Tuesday, December 04, 2018

Electrons vs Dead Trees

Electronic schoolbooks may be the wave of the future, but they don't necessarily bring improved student performance:
Teachers, parents and policymakers certainly acknowledge the growing influence of technology and have responded in kind. We’ve seen more investment in classroom technologies, with students now equipped with school-issued iPads and access to e-textbooks. In 2009, California passed a law requiring that all college textbooks be available in electronic form by 2020; in 2011, Florida lawmakers passed legislation requiring public schools to convert their textbooks to digital versions.

Given this trend, teachers, students, parents and policymakers might assume that students’ familiarity and preference for technology translates into better learning outcomes. But we’ve found that’s not necessarily true.

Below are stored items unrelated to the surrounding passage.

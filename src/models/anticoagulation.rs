use chrono::NaiveDate;
use serde::{Deserialize, Serialize};

/// A dated lab reading (typically INR) with the target band in force that day.
#[derive(Debug, Clone, Copy, PartialEq, Serialize, Deserialize)]
pub struct InrReading {
    pub date: NaiveDate,
    pub value: f64,
    pub target_low: f64,
    pub target_high: f64,
}

impl InrReading {
    pub fn new(date: NaiveDate, value: f64, target_low: f64, target_high: f64) -> Self {
        Self {
            date,
            value,
            target_low,
            target_high,
        }
    }

    /// Inclusive on both ends of the target band.
    pub fn in_range(&self) -> bool {
        self.value >= self.target_low && self.value <= self.target_high
    }
}

/// Inputs to the CHA₂DS₂-VASc stroke-risk count.
#[derive(Debug, Clone, Copy, Default, PartialEq, Eq, Serialize, Deserialize)]
#[serde(default)]
pub struct StrokeRiskFactors {
    pub congestive_heart_failure: bool,
    pub hypertension: bool,
    pub age_75_or_older: bool,
    pub age_65_to_74: bool,
    pub diabetes: bool,
    pub prior_stroke_or_tia: bool,
    pub vascular_disease: bool,
    pub female: bool,
}

/// Inputs to the HAS-BLED bleeding-risk count.
#[derive(Debug, Clone, Copy, Default, PartialEq, Eq, Serialize, Deserialize)]
#[serde(default)]
pub struct BleedingRiskFactors {
    pub uncontrolled_hypertension: bool,
    pub abnormal_renal_function: bool,
    pub abnormal_liver_function: bool,
    pub prior_stroke: bool,
    pub bleeding_history: bool,
    pub labile_inr: bool,
    pub elderly: bool,
    pub antiplatelet_or_nsaid: bool,
    pub alcohol_excess: bool,
}
use crate::models::{ClinicalProfile, InrReading, ProcedureType, Sex, ValidatedProfile};

use super::types::{OrdinalGrade, ScoringError};

const AGE_RANGE: (f64, f64) = (0.0, 120.0);
const EJECTION_FRACTION_RANGE: (f64, f64) = (0.0, 100.0);
const CREATININE_RANGE: (f64, f64) = (0.0, 30.0);
const NYHA_RANGE: (i32, i32) = (1, 4);

/// Check a clinical profile before any model runs.
///
/// Out-of-range values are rejected, never clamped. Creatinine is required
/// only when the patient is not on dialysis.
pub fn validate(profile: &ClinicalProfile) -> Result<ValidatedProfile, ScoringError> {
    let result = validate_inner(profile);
    if let Err(e) = &result {
        tracing::debug!(error = %e, "Clinical profile rejected");
    }
    result
}

fn validate_inner(profile: &ClinicalProfile) -> Result<ValidatedProfile, ScoringError> {
    let age = require_in_range("age", profile.age, AGE_RANGE)?;
    let sex: Sex = require("sex", profile.sex.as_deref())?.parse()?;
    let ejection_fraction =
        require_in_range("ejection_fraction", profile.ejection_fraction, EJECTION_FRACTION_RANGE)?;

    let nyha = require("nyha_class", profile.nyha_class)?;
    if !(NYHA_RANGE.0..=NYHA_RANGE.1).contains(&nyha) {
        return Err(ScoringError::out_of_domain(
            "nyha_class",
            nyha,
            &format!("[{}, {}]", NYHA_RANGE.0, NYHA_RANGE.1),
        ));
    }

    let creatinine = if profile.dialysis {
        profile
            .creatinine
            .map(|c| check_range("creatinine", c, CREATININE_RANGE))
            .transpose()?
    } else {
        Some(require_in_range("creatinine", profile.creatinine, CREATININE_RANGE)?)
    };

    let procedure: ProcedureType = require("procedure", profile.procedure.as_deref())?.parse()?;

    Ok(ValidatedProfile {
        age,
        sex,
        ejection_fraction,
        nyha_class: nyha as u8,
        creatinine,
        dialysis: profile.dialysis,
        diabetes: profile.diabetes,
        chronic_lung_disease: profile.chronic_lung_disease,
        carotid_disease: profile.carotid_disease,
        peripheral_vascular_disease: profile.peripheral_vascular_disease,
        prior_cardiac_surgery: profile.prior_cardiac_surgery,
        procedure,
    })
}

fn require<T>(field: &str, value: Option<T>) -> Result<T, ScoringError> {
    value.ok_or_else(|| ScoringError::missing(field))
}

fn require_in_range(
    field: &str,
    value: Option<f64>,
    range: (f64, f64),
) -> Result<f64, ScoringError> {
    check_range(field, require(field, value)?, range)
}

/// Non-finite values are always out of domain.
fn check_range(field: &str, value: f64, (min, max): (f64, f64)) -> Result<f64, ScoringError> {
    if value.is_finite() && value >= min && value <= max {
        Ok(value)
    } else {
        Err(ScoringError::out_of_domain(
            field,
            value,
            &format!("[{min}, {max}]"),
        ))
    }
}

/// Range-check a wound / ischemia / infection triple, in that order.
pub fn validate_wifi_grades(
    wound: i32,
    ischemia: i32,
    infection: i32,
) -> Result<(OrdinalGrade, OrdinalGrade, OrdinalGrade), ScoringError> {
    Ok((
        OrdinalGrade::new(wound, "wound_grade")?,
        OrdinalGrade::new(ischemia, "ischemia_grade")?,
        OrdinalGrade::new(infection, "infection_grade")?,
    ))
}

/// Check a dated reading series: non-empty, finite non-negative values,
/// ordered target bands and dates that never go backwards.
pub fn validate_inr_readings(readings: &[InrReading]) -> Result<(), ScoringError> {
    if readings.is_empty() {
        return Err(ScoringError::missing("readings"));
    }

    for (i, reading) in readings.iter().enumerate() {
        if !reading.value.is_finite() || reading.value < 0.0 {
            return Err(ScoringError::out_of_domain(
                &format!("readings[{i}].value"),
                reading.value,
                "finite, >= 0",
            ));
        }
        if !(reading.target_low.is_finite() && reading.target_high.is_finite())
            || reading.target_low > reading.target_high
        {
            return Err(ScoringError::out_of_domain(
                &format!("readings[{i}].target"),
                format!("[{}, {}]", reading.target_low, reading.target_high),
                "finite, low <= high",
            ));
        }
    }

    if let Some(i) = readings.windows(2).position(|w| w[1].date < w[0].date) {
        return Err(ScoringError::out_of_domain(
            &format!("readings[{}].date", i + 1),
            readings[i + 1].date,
            "on or after the previous reading",
        ));
    }

    Ok(())
}
pub mod push;
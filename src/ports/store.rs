use std::future::Future;
use std::pin::Pin;

use crate::types::push::{PushSubscription, StoredSubscription, VapidKeyRecord};

#[derive(Debug, thiserror::Error)]
pub enum StoreError {
    #[error("store io error: {0}")]
    Io(#[from] std::io::Error),
    #[error("store file is corrupt: {0}")]
    Corrupt(#[from] serde_json::Error),
}

pub type StoreFuture<'a, T> = Pin<Box<dyn Future<Output = Result<T, StoreError>> + Send + 'a>>;

/// Persistence for `push_subscriptions` rows and the single `vapid_keys` row.
pub trait SubscriptionStore: Clone + Send + Sync + 'static {
    fn subscriptions_for_user<'a>(
        &'a self,
        user_id: &'a str,
    ) -> StoreFuture<'a, Vec<StoredSubscription>>;

    /// Upserts by endpoint; a re-registered endpoint moves to the new owner.
    fn save_subscription<'a>(
        &'a self,
        user_id: &'a str,
        subscription: PushSubscription,
    ) -> StoreFuture<'a, StoredSubscription>;

    /// Returns whether a row was removed. Unknown ids are not an error.
    fn delete_subscription<'a>(&'a self, id: &'a str) -> StoreFuture<'a, bool>;

    fn delete_by_endpoint<'a>(
        &'a self,
        user_id: &'a str,
        endpoint: &'a str,
    ) -> StoreFuture<'a, bool>;

    fn vapid_keys(&self) -> StoreFuture<'_, Option<VapidKeyRecord>>;

    fn put_vapid_keys(&self, keys: VapidKeyRecord) -> StoreFuture<'_, ()>;
}
use std::process::ExitCode;
use tracing_subscriber::EnvFilter;
use tracing_subscriber::layer::SubscriberExt;
use tracing_subscriber::util::SubscriberInitExt;

mod cli;

#[tokio::main]
async fn main() -> ExitCode {
    tracing_subscriber::registry()
        .with(EnvFilter::try_from_default_env().unwrap_or_else(|_| EnvFilter::new("info")))
        .with(tracing_subscriber::fmt::layer().with_writer(std::io::stderr))
        .init();

    match cli::run().await {
        cli::RunOutcome::Serve(config) => match doorbell_push::serve(config).await {
            Ok(()) => ExitCode::SUCCESS,
            Err(err) => {
                tracing::error!(error = %err, "server stopped");
                ExitCode::FAILURE
            }
        },
        cli::RunOutcome::Exit(code) => ExitCode::from(code),
    }
}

As researchers in learning and text comprehension, our recent work has focused on the differences between reading print and digital media. While new forms of classroom technology like digital textbooks are more accessible and portable, it would be wrong to assume that students will automatically be better served by digital reading simply because they prefer it.

Our work has revealed a significant discrepancy. Students said they preferred and performed better when reading on screens. But their actual performance tended to suffer.
The authors begin their conclusion thusly:
There may be economic and environmental reasons to go paperless. But there’s clearly something important that would be lost with print’s demise.

1 comment:

  1. All of our students are issued IPads for a nominal insurance fee. Those machines are supposed to be for online educational goals via Canvas. What the students really do with these machines are very different. They play games-lots of games. They watch movies and TV. They message each other. When the district blocked some of these functions, students rebelled by not bringing their IPads, meaning that any of the online digital content we the teachers are supposed to use, is useless. Fun times. Oh, and yes we do have digital books for some classes. I can see exactly how many times students have bothered to go online and do the reading. For even my best students it is less than half the time.